Task details:
Your answer should be one number: the count of lines in these entries that hold the word "environment".

Recorded data:
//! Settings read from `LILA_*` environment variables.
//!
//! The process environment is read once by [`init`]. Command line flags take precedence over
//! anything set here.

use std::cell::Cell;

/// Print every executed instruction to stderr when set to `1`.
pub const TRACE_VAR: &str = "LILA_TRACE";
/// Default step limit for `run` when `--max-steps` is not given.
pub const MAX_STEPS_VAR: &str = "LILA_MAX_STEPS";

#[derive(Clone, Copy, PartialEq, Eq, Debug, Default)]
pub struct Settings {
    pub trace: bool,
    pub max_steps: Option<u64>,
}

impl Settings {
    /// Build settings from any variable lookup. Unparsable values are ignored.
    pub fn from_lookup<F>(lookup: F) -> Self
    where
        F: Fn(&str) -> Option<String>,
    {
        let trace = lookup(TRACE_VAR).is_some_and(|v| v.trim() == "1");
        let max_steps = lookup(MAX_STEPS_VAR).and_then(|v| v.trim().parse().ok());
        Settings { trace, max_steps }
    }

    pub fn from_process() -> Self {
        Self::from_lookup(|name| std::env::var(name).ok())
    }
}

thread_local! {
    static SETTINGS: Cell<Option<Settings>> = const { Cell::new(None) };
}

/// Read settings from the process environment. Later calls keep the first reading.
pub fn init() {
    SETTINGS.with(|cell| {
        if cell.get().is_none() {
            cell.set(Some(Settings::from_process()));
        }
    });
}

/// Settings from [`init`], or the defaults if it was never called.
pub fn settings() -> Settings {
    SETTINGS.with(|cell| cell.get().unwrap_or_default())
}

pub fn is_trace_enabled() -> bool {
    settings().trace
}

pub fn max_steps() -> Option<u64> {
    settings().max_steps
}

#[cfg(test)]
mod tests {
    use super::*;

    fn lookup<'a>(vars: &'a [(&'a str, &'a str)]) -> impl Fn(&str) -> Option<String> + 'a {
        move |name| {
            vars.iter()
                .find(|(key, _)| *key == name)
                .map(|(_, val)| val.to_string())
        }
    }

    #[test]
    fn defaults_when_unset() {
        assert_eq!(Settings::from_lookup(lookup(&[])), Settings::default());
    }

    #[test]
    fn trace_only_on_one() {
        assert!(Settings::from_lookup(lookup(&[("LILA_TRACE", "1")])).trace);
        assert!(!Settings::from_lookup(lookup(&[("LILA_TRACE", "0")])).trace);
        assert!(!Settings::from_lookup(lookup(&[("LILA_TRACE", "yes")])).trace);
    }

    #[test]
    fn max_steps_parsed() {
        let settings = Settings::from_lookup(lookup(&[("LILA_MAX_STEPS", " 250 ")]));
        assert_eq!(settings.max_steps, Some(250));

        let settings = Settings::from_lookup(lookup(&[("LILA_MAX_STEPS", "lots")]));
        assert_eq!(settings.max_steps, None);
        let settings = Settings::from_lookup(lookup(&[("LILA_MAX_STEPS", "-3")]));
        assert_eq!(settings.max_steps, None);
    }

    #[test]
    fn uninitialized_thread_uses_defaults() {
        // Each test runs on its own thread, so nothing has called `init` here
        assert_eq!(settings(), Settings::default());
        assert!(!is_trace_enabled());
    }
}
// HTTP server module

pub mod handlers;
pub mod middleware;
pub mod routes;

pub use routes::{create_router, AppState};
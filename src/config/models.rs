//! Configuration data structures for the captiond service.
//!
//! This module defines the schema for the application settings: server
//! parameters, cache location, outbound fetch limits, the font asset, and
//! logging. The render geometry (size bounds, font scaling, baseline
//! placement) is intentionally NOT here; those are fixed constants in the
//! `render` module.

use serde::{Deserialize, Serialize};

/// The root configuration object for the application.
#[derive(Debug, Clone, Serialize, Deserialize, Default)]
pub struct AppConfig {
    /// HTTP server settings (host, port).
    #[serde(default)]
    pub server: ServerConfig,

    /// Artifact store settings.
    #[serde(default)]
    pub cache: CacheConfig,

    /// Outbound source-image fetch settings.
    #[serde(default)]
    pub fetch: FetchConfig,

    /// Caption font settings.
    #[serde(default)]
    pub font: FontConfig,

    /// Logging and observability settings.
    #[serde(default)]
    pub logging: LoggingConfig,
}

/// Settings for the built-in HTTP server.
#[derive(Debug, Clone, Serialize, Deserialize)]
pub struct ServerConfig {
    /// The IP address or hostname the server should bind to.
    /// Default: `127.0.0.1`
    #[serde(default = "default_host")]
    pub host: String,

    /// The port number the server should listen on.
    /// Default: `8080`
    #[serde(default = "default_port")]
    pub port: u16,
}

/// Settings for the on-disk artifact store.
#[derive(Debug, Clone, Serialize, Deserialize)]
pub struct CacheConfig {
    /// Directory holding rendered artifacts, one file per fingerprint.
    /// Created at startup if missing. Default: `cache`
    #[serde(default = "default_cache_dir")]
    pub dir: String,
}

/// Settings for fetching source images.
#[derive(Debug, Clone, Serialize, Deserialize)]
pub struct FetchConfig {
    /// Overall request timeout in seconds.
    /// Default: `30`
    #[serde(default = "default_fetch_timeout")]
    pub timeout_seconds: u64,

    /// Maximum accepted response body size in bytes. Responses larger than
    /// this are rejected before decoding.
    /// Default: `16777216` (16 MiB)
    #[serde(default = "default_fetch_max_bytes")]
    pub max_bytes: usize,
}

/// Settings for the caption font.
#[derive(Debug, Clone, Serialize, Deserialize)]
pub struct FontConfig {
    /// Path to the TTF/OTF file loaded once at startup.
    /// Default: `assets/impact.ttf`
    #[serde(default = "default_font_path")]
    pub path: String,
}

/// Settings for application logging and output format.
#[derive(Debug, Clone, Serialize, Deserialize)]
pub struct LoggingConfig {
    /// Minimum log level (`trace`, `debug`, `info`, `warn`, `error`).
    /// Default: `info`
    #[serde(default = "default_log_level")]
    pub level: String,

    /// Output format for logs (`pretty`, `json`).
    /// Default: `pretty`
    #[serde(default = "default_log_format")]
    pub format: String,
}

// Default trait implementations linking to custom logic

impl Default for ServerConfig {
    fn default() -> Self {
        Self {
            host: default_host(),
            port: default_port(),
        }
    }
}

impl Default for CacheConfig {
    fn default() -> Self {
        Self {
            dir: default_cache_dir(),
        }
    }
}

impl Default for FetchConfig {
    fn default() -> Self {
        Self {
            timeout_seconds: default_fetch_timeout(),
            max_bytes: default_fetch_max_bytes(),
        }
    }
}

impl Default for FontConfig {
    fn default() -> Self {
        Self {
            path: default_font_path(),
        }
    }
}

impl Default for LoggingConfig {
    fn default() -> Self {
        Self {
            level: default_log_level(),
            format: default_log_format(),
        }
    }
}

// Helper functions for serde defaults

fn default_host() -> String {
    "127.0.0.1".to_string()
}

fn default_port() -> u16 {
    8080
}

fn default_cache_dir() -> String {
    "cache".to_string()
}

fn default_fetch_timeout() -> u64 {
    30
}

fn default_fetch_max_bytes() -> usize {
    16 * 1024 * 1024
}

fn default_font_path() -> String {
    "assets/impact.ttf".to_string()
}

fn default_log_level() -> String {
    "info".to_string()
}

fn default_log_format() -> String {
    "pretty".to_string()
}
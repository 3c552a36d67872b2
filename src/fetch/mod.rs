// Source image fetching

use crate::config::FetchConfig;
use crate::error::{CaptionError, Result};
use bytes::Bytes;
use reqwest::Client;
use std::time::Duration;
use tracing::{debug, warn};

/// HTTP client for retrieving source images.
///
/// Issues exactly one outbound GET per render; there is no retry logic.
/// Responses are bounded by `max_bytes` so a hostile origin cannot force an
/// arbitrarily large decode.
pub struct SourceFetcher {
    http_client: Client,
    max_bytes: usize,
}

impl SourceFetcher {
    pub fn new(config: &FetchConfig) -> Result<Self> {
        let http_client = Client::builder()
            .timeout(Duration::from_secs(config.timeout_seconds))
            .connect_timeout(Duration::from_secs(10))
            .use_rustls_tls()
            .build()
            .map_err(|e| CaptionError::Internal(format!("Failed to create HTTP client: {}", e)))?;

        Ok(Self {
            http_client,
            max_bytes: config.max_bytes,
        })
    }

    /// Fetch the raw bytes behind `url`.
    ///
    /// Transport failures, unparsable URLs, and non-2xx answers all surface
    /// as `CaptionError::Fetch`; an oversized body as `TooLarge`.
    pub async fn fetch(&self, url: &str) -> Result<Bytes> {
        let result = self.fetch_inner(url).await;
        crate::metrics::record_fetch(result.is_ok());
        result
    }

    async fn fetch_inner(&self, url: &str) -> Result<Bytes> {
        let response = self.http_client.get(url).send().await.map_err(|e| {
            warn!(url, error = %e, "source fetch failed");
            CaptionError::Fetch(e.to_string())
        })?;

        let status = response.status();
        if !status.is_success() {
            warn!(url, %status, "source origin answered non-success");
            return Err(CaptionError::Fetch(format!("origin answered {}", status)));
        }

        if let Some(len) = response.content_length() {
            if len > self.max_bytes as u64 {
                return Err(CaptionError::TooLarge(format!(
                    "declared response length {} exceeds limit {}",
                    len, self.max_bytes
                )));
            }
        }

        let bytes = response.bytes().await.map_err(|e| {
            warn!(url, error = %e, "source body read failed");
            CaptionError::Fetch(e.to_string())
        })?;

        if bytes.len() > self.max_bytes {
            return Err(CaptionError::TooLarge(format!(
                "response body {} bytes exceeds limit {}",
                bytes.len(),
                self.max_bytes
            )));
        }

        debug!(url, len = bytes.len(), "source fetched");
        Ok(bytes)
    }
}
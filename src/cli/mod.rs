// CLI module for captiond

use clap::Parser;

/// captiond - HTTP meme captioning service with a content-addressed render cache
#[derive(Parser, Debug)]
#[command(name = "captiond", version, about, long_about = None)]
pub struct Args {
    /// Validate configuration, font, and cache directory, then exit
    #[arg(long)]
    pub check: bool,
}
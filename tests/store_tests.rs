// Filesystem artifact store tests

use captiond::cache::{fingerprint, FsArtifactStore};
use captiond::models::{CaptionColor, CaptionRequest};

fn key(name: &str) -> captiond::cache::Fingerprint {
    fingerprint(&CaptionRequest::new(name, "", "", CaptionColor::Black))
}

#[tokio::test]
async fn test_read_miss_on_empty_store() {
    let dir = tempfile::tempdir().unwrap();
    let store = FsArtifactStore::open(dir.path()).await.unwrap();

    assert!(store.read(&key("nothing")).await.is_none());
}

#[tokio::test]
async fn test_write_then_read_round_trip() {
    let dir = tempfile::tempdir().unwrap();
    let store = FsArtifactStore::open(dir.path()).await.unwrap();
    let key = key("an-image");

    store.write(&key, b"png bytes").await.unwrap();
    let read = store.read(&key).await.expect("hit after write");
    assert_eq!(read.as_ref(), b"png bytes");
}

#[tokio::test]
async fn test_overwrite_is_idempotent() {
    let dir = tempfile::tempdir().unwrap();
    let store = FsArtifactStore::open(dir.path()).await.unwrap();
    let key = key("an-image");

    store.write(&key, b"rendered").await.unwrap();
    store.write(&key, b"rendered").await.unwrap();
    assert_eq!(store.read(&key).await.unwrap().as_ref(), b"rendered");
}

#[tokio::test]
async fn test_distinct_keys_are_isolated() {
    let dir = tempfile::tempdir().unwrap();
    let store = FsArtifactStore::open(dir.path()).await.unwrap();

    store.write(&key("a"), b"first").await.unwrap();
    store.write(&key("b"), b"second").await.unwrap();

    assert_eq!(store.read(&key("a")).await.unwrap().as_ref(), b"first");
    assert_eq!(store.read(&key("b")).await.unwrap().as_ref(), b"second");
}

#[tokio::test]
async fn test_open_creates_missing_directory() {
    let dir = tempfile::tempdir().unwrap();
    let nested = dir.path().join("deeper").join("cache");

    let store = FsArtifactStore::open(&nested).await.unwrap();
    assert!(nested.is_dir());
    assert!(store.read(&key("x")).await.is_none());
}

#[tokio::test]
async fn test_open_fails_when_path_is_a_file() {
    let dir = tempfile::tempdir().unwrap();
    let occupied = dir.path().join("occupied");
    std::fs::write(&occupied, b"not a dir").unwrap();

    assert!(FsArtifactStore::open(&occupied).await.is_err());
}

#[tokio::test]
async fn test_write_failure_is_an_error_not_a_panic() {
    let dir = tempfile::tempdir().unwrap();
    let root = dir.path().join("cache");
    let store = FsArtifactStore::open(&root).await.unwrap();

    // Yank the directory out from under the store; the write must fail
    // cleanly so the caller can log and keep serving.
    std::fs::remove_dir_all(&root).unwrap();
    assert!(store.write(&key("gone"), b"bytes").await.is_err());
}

Exercise solution:
3